Task goal: The required output consists solely of the lines from the top of the listing through the line containing "ranges are disjoint.", transcribed exactly.

..............................

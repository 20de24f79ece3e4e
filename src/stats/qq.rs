//! Quantile-quantile pairing of two samples.

use serde::{Deserialize, Serialize};

use super::{quantile, sorted_copy};
use crate::error::{Error, Result};

/// Paired quantiles of two samples and their shared reference range.
#[derive(Debug, Clone, PartialEq, Serialize, Deserialize)]
pub struct QqPairs {
    /// `(first, second)` quantiles at `(i + 0.5) / m`, `m` the smaller sample size.
    pub pairs: Vec<(f32, f32)>,
    /// Overlap of the two sample ranges, where the `y = x` reference line is
    /// drawn; `None` when the ranges are disjoint.
    pub diagonal: Option<(f32, f32)>,
}

/// Pair the quantiles of `first` and `second`.
///
/// # Errors
///
/// Returns [`Error::EmptyDataset`] if either sample has fewer than two
/// observations, and [`Error::InvalidDomain`] for non-finite values.
pub fn qq_pairs(first: &[f32], second: &[f32]) -> Result<QqPairs> {
    let smaller = first.len().min(second.len());
    if smaller < 2 {
        return Err(Error::EmptyDataset { required: 2, actual: smaller });
    }
    let a = sorted_copy(first)?;
    let b = sorted_copy(second)?;

    let m = smaller as f32;
    let pairs = (0..smaller)
        .map(|i| {
            let p = (i as f32 + 0.5) / m;
            Ok((quantile(&a, p)?, quantile(&b, p)?))
        })
        .collect::<Result<Vec<_>>>()?;

    let lo = a[0].max(b[0]);
    let hi = a[a.len() - 1].min(b[b.len() - 1]);
    let diagonal = (lo <= hi).then_some((lo, hi));

    Ok(QqPairs { pairs, diagonal })
}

..............................

Output of the exercise:
repository 20de24f79ece3e4e
filename src/stats/qq.rs
//! Quantile-quantile pairing of two samples.

use serde::{Deserialize, Serialize};

use super::{quantile, sorted_copy};
use crate::error::{Error, Result};

/// Paired quantiles of two samples and their shared reference range.
#[derive(Debug, Clone, PartialEq, Serialize, Deserialize)]
pub struct QqPairs {
    /// `(first, second)` quantiles at `(i + 0.5) / m`, `m` the smaller sample size.
    pub pairs: Vec<(f32, f32)>,
    /// Overlap of the two sample ranges, where the `y = x` reference line is
    /// drawn; `None` when the ranges are disjoint.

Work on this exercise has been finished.